Из Неаполя пароходом к острову Сицилия, в Палермо — и обратно, затем на север, вдоль итальянских берегов, до Ливорно. В Ливорно, это было вечером, сел в экипаж и покатил во Флоренцию — ночью. «Лишенный способности спать в экипаже, я встретил восход солнца посреди зеленых холмов Тосканы», — рассказывал он в письме. Утром 5 июня прибыл во Флоренцию. Опять прогулка по картинным галереям…
В Италии становилось жарко, невмоготу. Обратный путь во Францию… Он прибыл в дилижансе в очередной рекомендованный врачами курорт — Виши.
Здесь он тоже пил, авось поможет, воду из минеральных источников. Весь июль и весь август. Наверно, так же как и все приезжие, пытался развлечься прогулками по окрестностям. Кавалькады на ослах направлялись обычно к зеленым холмам, откуда можно было увидеть вдали голубые вершины гор Пюи-де-Дом.
Он написал брату: «Виши уступит Бадену в блеске и затейливости, но мне это место кажется гораздо задушевнее».
Одна русская дама, которая как раз этим летом была там, на водах, рассказывала потом, что Виши «все смотрит прекрасною овернскою деревнею, где при блеске яркой зелени, пестрых лугов и светлого неба как-то забывается невольно и городской шум, и городской блеск, и городская пошлость. Может быть, потому Виши и казалась „задушевнее“ нашему грустному Теплякову».
«Я получил из Виши, — вспоминал годом позже брат его Алексей Григорьевич, — еще несколько писем, касающихся дел домашних, потом последнее письмо из Парижа, в котором, между прочим, он говорит: „Что же мне теперь с собою делать? Я видел все, что только есть любопытного в подлунном мире, и все это мне надоело до невыразимой степени“».
В Париже Виктор Григорьевич, по рассказам брата, теперь «скучал более, чем где-нибудь, и с грустью вспоминал о жизни своей на Востоке». Единственный человек, с которым он смог душевно сблизиться в Париже — Александр Иванович Тургенев, — еще в июле 1842 года уехал в Москву, так что на сей раз Тепляков его не застал.
А в октябре секретарь русского посольства в Париже Балабин вынужден был написать Алексею Григорьевичу Теплякову пространное письмо. Сообщал, что Виктор Григорьевич, по возвращении из Виши, «более чем когда-либо жаловался на многочисленные болезни, его удручающие, настроение его было грустное и мрачное, и он, наконец, глубоко возненавидел эту жизнь в Париже… 10 октября он пришел ко мне около пяти часов дня; страдание было написано на расстроенных чертах его; он едва отдышался и почти в изнеможении упал на кресло, которое я поспешил ему подвинуть. Он был печален и уныл; сообщил мне, между прочим, о своем намерении оставить Париж, который более не имел для него прелести, и поехать на зиму в Италию. Скоро, впрочем когда он совершенно пришел в себя, разговор оживился; он повеселел и, наконец, оставил меня в таком настроении, которое, увы, ввело меня в заблуждение насчет его действительного недуга, заставив меня предположить, что это был проходящий припадок мрачной меланхолии».

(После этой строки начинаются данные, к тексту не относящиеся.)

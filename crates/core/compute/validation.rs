//! Parameter validation for every query mode.
//!
//! Raw request parameters arrive as strings keyed by field name. Each check
//! either yields a typed value or a [`ValidationError`] naming the field, and
//! runs before any store query is issued.

use crate::config::Config;
use crate::error::ValidationError;
use geosample_types::bbox::BoundingRectangle;
use geosample_types::geo::Point;
use geosample_types::grid::GridResolution;
use geosample_types::post::PostId;
use std::collections::HashMap;

/// Raw request parameters, keyed by field name.
pub type Params = HashMap<String, String>;

type Validated<T> = std::result::Result<T, ValidationError>;

/// Validates a 2D point has valid longitude and latitude.
///
/// Longitude: [-180.0, 180.0], Latitude: [-90.0, 90.0]
///
/// # Examples
///
/// ```
/// use geosample::compute::validation::validate_geographic_point;
/// use geosample::Point;
///
/// assert!(validate_geographic_point(&Point::new(13.0, 37.0)).is_ok());
/// assert!(validate_geographic_point(&Point::new(200.0, 40.0)).is_err());
/// assert!(validate_geographic_point(&Point::new(-74.0, 95.0)).is_err());
/// ```
pub fn validate_geographic_point(point: &Point) -> Validated<()> {
    check_longitude("geometry", point.x())?;
    check_latitude("geometry", point.y())?;
    Ok(())
}

fn check_longitude(field: &str, x: f64) -> Validated<f64> {
    if !x.is_finite() {
        return Err(ValidationError::new(
            field,
            format!("longitude must be finite, got: {}", x),
        ));
    }
    if !(-180.0..=180.0).contains(&x) {
        return Err(ValidationError::new(
            field,
            format!("longitude out of range [-180.0, 180.0]: {}", x),
        ));
    }
    Ok(x)
}

fn check_latitude(field: &str, y: f64) -> Validated<f64> {
    if !y.is_finite() {
        return Err(ValidationError::new(
            field,
            format!("latitude must be finite, got: {}", y),
        ));
    }
    if !(-90.0..=90.0).contains(&y) {
        return Err(ValidationError::new(
            field,
            format!("latitude out of range [-90.0, 90.0]: {}", y),
        ));
    }
    Ok(y)
}

fn required<'a>(params: &'a Params, field: &str) -> Validated<&'a str> {
    match params.get(field) {
        Some(raw) => non_empty(field, raw),
        None => Err(ValidationError::new(field, "is required")),
    }
}

fn optional<'a>(params: &'a Params, field: &str) -> Validated<Option<&'a str>> {
    params
        .get(field)
        .map(|raw| non_empty(field, raw))
        .transpose()
}

fn non_empty<'a>(field: &str, raw: &'a str) -> Validated<&'a str> {
    if raw.is_empty() {
        Err(ValidationError::new(field, "must not be empty"))
    } else {
        Ok(raw)
    }
}

fn parse_integer(field: &str, raw: &str) -> Validated<i64> {
    raw.parse::<i64>()
        .map_err(|_| ValidationError::new(field, format!("must be an integer, got: {:?}", raw)))
}

fn parse_float(field: &str, raw: &str) -> Validated<f64> {
    raw.parse::<f64>()
        .map_err(|_| ValidationError::new(field, format!("must be a number, got: {:?}", raw)))
}

fn integer_in_range(field: &str, raw: &str, min: i64, max: i64) -> Validated<u32> {
    let value = parse_integer(field, raw)?;
    if value < min || value > max {
        return Err(ValidationError::new(
            field,
            format!("must be in [{}, {}], got: {}", min, max, value),
        ));
    }
    u32::try_from(value)
        .map_err(|_| ValidationError::new(field, format!("out of range: {}", value)))
}

/// Longitude parameter `field`, required.
pub fn parse_longitude(params: &Params, field: &str) -> Validated<f64> {
    let raw = required(params, field)?;
    check_longitude(field, parse_float(field, raw)?)
}

/// Latitude parameter `field`, required.
pub fn parse_latitude(params: &Params, field: &str) -> Validated<f64> {
    let raw = required(params, field)?;
    check_latitude(field, parse_float(field, raw)?)
}

/// `limit` in `[1, max_limit]`, or `default_limit` when absent.
pub fn parse_limit(params: &Params, config: &Config) -> Validated<u32> {
    Ok(parse_optional_limit(params, config)?.unwrap_or(config.default_limit))
}

/// `limit` in `[1, max_limit]` when present.
pub fn parse_optional_limit(params: &Params, config: &Config) -> Validated<Option<u32>> {
    optional(params, "limit")?
        .map(|raw| integer_in_range("limit", raw, 1, config.max_limit as i64))
        .transpose()
}

/// Both grid axes, each in `[1, max_resolution]`, defaulting per axis.
pub fn parse_resolution(params: &Params, config: &Config) -> Validated<GridResolution> {
    let max = config.max_resolution as i64;
    let horizontal = optional(params, "horizontal_resolution")?
        .map(|raw| integer_in_range("horizontal_resolution", raw, 1, max))
        .transpose()?
        .unwrap_or(config.default_resolution.horizontal());
    let vertical = optional(params, "vertical_resolution")?
        .map(|raw| integer_in_range("vertical_resolution", raw, 1, max))
        .transpose()?
        .unwrap_or(config.default_resolution.vertical());

    GridResolution::new(horizontal, vertical)
        .ok_or_else(|| ValidationError::new("horizontal_resolution", "must be positive"))
}

/// `distance` in meters: a required integer, zero or more.
pub fn parse_distance(params: &Params) -> Validated<u64> {
    let raw = required(params, "distance")?;
    let value = parse_integer("distance", raw)?;
    u64::try_from(value).map_err(|_| {
        ValidationError::new("distance", format!("must not be negative, got: {}", value))
    })
}

/// Post identity: a non-empty hexadecimal string.
pub fn parse_post_id(raw: &str) -> Validated<PostId> {
    PostId::parse(raw).ok_or_else(|| {
        ValidationError::new("id", format!("must be a hexadecimal string, got: {:?}", raw))
    })
}

/// Validated grid-mode request.
#[derive(Debug, Clone, PartialEq)]
pub struct GridRequest {
    pub rect: BoundingRectangle,
    pub resolution: GridResolution,
    /// Cap on the number of returned features
    pub limit: Option<u32>,
}

impl GridRequest {
    pub fn from_params(params: &Params, config: &Config) -> Validated<Self> {
        let long1 = parse_longitude(params, "long1")?;
        let lat1 = parse_latitude(params, "lat1")?;
        let long2 = parse_longitude(params, "long2")?;
        let lat2 = parse_latitude(params, "lat2")?;
        let resolution = parse_resolution(params, config)?;
        let limit = parse_optional_limit(params, config)?;

        Ok(Self {
            rect: BoundingRectangle::new(long1, lat1, long2, lat2),
            resolution,
            limit,
        })
    }
}

/// Validated radius-mode request.
#[derive(Debug, Clone, PartialEq)]
pub struct RadiusRequest {
    pub center: Point,
    /// Meters
    pub max_distance: u64,
    pub limit: u32,
}

impl RadiusRequest {
    pub fn from_params(params: &Params, config: &Config) -> Validated<Self> {
        let long = parse_longitude(params, "long")?;
        let lat = parse_latitude(params, "lat")?;
        let max_distance = parse_distance(params)?;
        let limit = parse_limit(params, config)?;

        Ok(Self {
            center: Point::new(long, lat),
            max_distance,
            limit,
        })
    }
}

/// Validated list-mode request.
#[derive(Debug, Clone, Copy, PartialEq, Eq)]
pub struct ListRequest {
    pub limit: u32,
}

impl ListRequest {
    pub fn from_params(params: &Params, config: &Config) -> Validated<Self> {
        Ok(Self {
            limit: parse_limit(params, config)?,
        })
    }
}
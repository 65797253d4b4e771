//! Per-cell representative lookup.

use crate::config::CellRanking;
use crate::error::Result;
use crate::storage::{FindOptions, GeoStore, Projection, SortOrder};
use geosample_types::grid::CellPolygon;
use geosample_types::post::Post;
use std::sync::Arc;

/// Picks the single best post inside one cell.
#[derive(Clone)]
pub struct CellSampler {
    store: Arc<dyn GeoStore>,
    ranking: CellRanking,
}

impl CellSampler {
    pub fn new(store: Arc<dyn GeoStore>, ranking: CellRanking) -> Self {
        Self { store, ranking }
    }

    pub fn ranking(&self) -> CellRanking {
        self.ranking
    }

    /// Store ordering that puts the cell's representative first.
    pub fn sort_order(&self, cell: &CellPolygon) -> SortOrder {
        match self.ranking {
            CellRanking::Recency => SortOrder::Recency,
            CellRanking::Relevance => SortOrder::Relevance,
            CellRanking::CellCenter => SortOrder::NearestTo(cell.centroid()),
        }
    }

    /// `None` when the cell owns no post.
    ///
    /// The store answers for the closed polygon, so the top hit can sit on
    /// an edge owned by a neighbouring cell. Such hits are skipped and the
    /// query is repeated with a larger batch until an owned post turns up or
    /// the store runs out.
    pub async fn sample(&self, cell: &CellPolygon) -> Result<Option<Post>> {
        let polygon = cell.polygon();
        let sort = self.sort_order(cell);
        let mut batch = 1usize;

        loop {
            let options = FindOptions::new(batch)
                .sort(sort)
                .projection(Projection::FEATURE);
            let posts = self.store.find_within(&polygon, &options).await?;
            let exhausted = posts.len() < batch;

            if let Some(post) = posts.into_iter().find(|post| cell.owns(&post.geometry)) {
                return Ok(Some(post));
            }
            if exhausted || batch == usize::MAX {
                return Ok(None);
            }
            log::debug!(
                "Cell {} top {} posts lie on neighbouring edges, widening",
                cell.index,
                batch
            );
            batch = batch.saturating_mul(BATCH_GROWTH);
        }
    }
}

const BATCH_GROWTH: usize = 4;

Но днем позже Балабин узнал, что Виктор Григорьевич при смерти: «Кажется, в тот же вечер, когда он приходил ко мне, его нездоровье приняло серьезный характер; ночью и на другой день им владело, видимо, страшное волнение, которое перешло потом в такое раздражение, что окружающие с трудом его сдерживали и принуждены были удалить от него все, чем он мог бы себе повредить или себя поранить. Когда больной потерял сознание, прибегли к медицинской помощи, от которой он до сих пор настойчиво отказывался».